The Cambridge History of English and American Literature in 18 Volumes (1907–21).
VOLUME XV. Colonial and Revolutionary Literature; Early National Literature, Part I.

VII. Fiction II

§ 2. The Influence of the Frontier

In Europe, at Cooper’s death, a new vogue of realism had begun, but America still had little but romance. With so vast and mysterious a hinterland free to any one who might come to take it, novelists, like farmers, were less prompt in America than in Europe to settle down to cultivate intensively known fields. There is a closer analogy, indeed, between the geographic and the imaginative frontier of the United States than has been pointed out.

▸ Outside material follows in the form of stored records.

use serde::{Deserialize, Serialize};
use std::path::PathBuf;

/// Language codes following ISO 639-1 with regional variants
#[derive(Debug, Clone, PartialEq, Eq, Hash, Serialize, Deserialize)]
#[serde(transparent)]
pub struct Lang(pub String);

impl Lang {
    pub fn new(code: impl Into<String>) -> Self {
        Self(code.into())
    }

    pub fn as_str(&self) -> &str {
        &self.0
    }
}

impl std::fmt::Display for Lang {
    fn fmt(&self, f: &mut std::fmt::Formatter<'_>) -> std::fmt::Result {
        write!(f, "{}", self.0)
    }
}

impl From<&str> for Lang {
    fn from(s: &str) -> Self {
        Self(s.to_string())
    }
}

impl From<String> for Lang {
    fn from(s: String) -> Self {
        Self(s)
    }
}

fn default_source_lang() -> Lang {
    Lang::new("en")
}

fn default_target_lang() -> Lang {
    Lang::new("hi")
}

/// Compute device for the OCR models
#[derive(Debug, Clone, Copy, PartialEq, Eq, Default, Serialize, Deserialize)]
#[serde(rename_all = "lowercase")]
pub enum Device {
    #[default]
    Auto,
    Cpu,
    Cuda,
    Mps,
}

impl Device {
    pub const fn as_str(self) -> &'static str {
        match self {
            Self::Auto => "auto",
            Self::Cpu => "cpu",
            Self::Cuda => "cuda",
            Self::Mps => "mps",
        }
    }
}

impl std::fmt::Display for Device {
    fn fmt(&self, f: &mut std::fmt::Formatter<'_>) -> std::fmt::Result {
        f.write_str(self.as_str())
    }
}

/// Translator backend configuration for OpenAI-compatible APIs.
///
/// Supports llama.cpp, Ollama, DeepSeek, OpenAI, and any other OpenAI-compatible API.
#[derive(Debug, Clone, Serialize, Deserialize)]
pub struct TranslatorConfig {
    pub api_base: String,
    pub api_key: Option<String>,
    pub model: String,
    #[serde(default = "default_retry_count")]
    pub retry_count: u32,
    #[serde(default = "default_retry_delay_ms")]
    pub retry_delay_ms: u64,
}

impl TranslatorConfig {
    pub fn new(
        api_base: impl Into<String>,
        api_key: Option<String>,
        model: impl Into<String>,
    ) -> Self {
        Self {
            api_base: api_base.into(),
            api_key,
            model: model.into(),
            retry_count: default_retry_count(),
            retry_delay_ms: default_retry_delay_ms(),
        }
    }
}

const fn default_retry_count() -> u32 {
    3
}

const fn default_retry_delay_ms() -> u64 {
    1000
}

impl Default for TranslatorConfig {
    fn default() -> Self {
        Self {
            api_base: "http://localhost:8080/v1".to_string(),
            api_key: None,
            model: "default_model".to_string(),
            retry_count: default_retry_count(),
            retry_delay_ms: default_retry_delay_ms(),
        }
    }
}

/// OCR service configuration.
///
/// The detector/recognition/layout batch sizes are model knobs carried in
/// every request rather than applied through process environment, so two
/// pipelines with different settings can coexist in one process.
#[derive(Debug, Clone, Serialize, Deserialize)]
pub struct OcrConfig {
    /// Base URL of the OCR HTTP service
    #[serde(default = "default_ocr_endpoint")]
    pub endpoint: String,

    /// Compute device requested from the OCR service
    #[serde(default)]
    pub device: Device,

    /// Pages submitted per OCR request
    #[serde(default = "default_ocr_batch_size")]
    pub batch_pages: usize,

    /// Batch size for the text detection model
    #[serde(default = "default_detector_batch_size")]
    pub detector_batch_size: usize,

    /// Batch size for the text recognition model
    #[serde(default = "default_recognition_batch_size")]
    pub recognition_batch_size: usize,

    /// Batch size for the layout analysis model
    #[serde(default = "default_layout_batch_size")]
    pub layout_batch_size: usize,
}

fn default_ocr_endpoint() -> String {
    "http://localhost:8765".to_string()
}

const fn default_ocr_batch_size() -> usize {
    4
}

const fn default_detector_batch_size() -> usize {
    16
}

const fn default_recognition_batch_size() -> usize {
    32
}

const fn default_layout_batch_size() -> usize {
    8
}

impl Default for OcrConfig {
    fn default() -> Self {
        Self {
            endpoint: default_ocr_endpoint(),
            device: Device::Auto,
            batch_pages: default_ocr_batch_size(),
            detector_batch_size: default_detector_batch_size(),
            recognition_batch_size: default_recognition_batch_size(),
            layout_batch_size: default_layout_batch_size(),
        }
    }
}

/// Application configuration
#[derive(Debug, Clone, Serialize, Deserialize)]
pub struct AppConfig {
    /// Source language
    #[serde(default = "default_source_lang")]
    pub source_lang: Lang,

    /// Target language
    #[serde(default = "default_target_lang")]
    pub target_lang: Lang,

    /// Resolution for page rasterization in raster mode
    #[serde(default = "default_dpi")]
    pub dpi: u32,

    /// Parallel workers for the translate+render stage
    #[serde(default = "default_num_workers")]
    pub num_workers: usize,

    /// Translator backend configuration
    #[serde(default)]
    pub translator: TranslatorConfig,

    /// OCR service configuration
    #[serde(default)]
    pub ocr: OcrConfig,
}

const fn default_dpi() -> u32 {
    200
}

fn default_num_workers() -> usize {
    num_cpus::get().saturating_sub(1).max(1)
}

impl Default for AppConfig {
    fn default() -> Self {
        Self {
            source_lang: default_source_lang(),
            target_lang: default_target_lang(),
            dpi: default_dpi(),
            num_workers: default_num_workers(),
            translator: TranslatorConfig::default(),
            ocr: OcrConfig::default(),
        }
    }
}

impl AppConfig {
    /// Load configuration from file
    pub fn from_file(path: impl AsRef<std::path::Path>) -> Result<Self, crate::error::Error> {
        let content = std::fs::read_to_string(path.as_ref()).map_err(|e| {
            crate::error::Error::ConfigLoad(format!(
                "Failed to read config file {}: {}",
                path.as_ref().display(),
                e
            ))
        })?;

        toml::from_str(&content)
            .map_err(|e| crate::error::Error::ConfigLoad(format!("Failed to parse config: {e}")))
    }

    /// Load from default locations (~/.config/translayout/config.toml, ./config.toml)
    pub fn load() -> Self {
        if let Some(config_dir) = config_dir() {
            let user_config = config_dir.join("translayout").join("config.toml");
            if user_config.exists() {
                match Self::from_file(&user_config) {
                    Ok(config) => {
                        tracing::debug!("Loaded config from {}", user_config.display());
                        return config;
                    }
                    Err(e) => {
                        tracing::warn!("Failed to load {}: {}", user_config.display(), e);
                    }
                }
            }
        }

        let local_config = PathBuf::from("config.toml");
        if local_config.exists() {
            match Self::from_file(&local_config) {
                Ok(config) => {
                    tracing::debug!("Loaded config from ./config.toml");
                    return config;
                }
                Err(e) => {
                    tracing::warn!("Failed to load ./config.toml: {}", e);
                }
            }
        }

        tracing::debug!("No config file found, using defaults");
        Self::default()
    }
}

/// Get the user's config directory following XDG conventions.
///
/// Returns `$XDG_CONFIG_HOME` if set, otherwise `$HOME/.config`.
fn config_dir() -> Option<PathBuf> {
    std::env::var_os("XDG_CONFIG_HOME")
        .map(PathBuf::from)
        .or_else(|| std::env::var_os("HOME").map(|home| PathBuf::from(home).join(".config")))
}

As the first advanced, thin, straggling, back from the Atlantic, over the Alleghanies, down the Ohio, beyond the Mississippi, across the Great Plains and the Rockies to the Pacific, the other followed, also thin and straggling but with an incessant purpose to find out new territories over which the imagination could play and to claim them for its own. “Until now,” wrote Cooper in 1828, “the Americans have been tracing the outline of their great national picture. The work of filling up has just seriously commenced.” He had in mind only the physical process, but his image applies as well to that other process in which he was the most effective pioneer. Two years after his death the outline of the national picture, at least of contiguous territory, was established, and the nation gave itself to the problem of occupation. In fiction, too, after the death of Cooper the main tendency for nearly a generation was away from the conquest of new borders to the closer cultivation, east of the Mississippi, of ground already marked.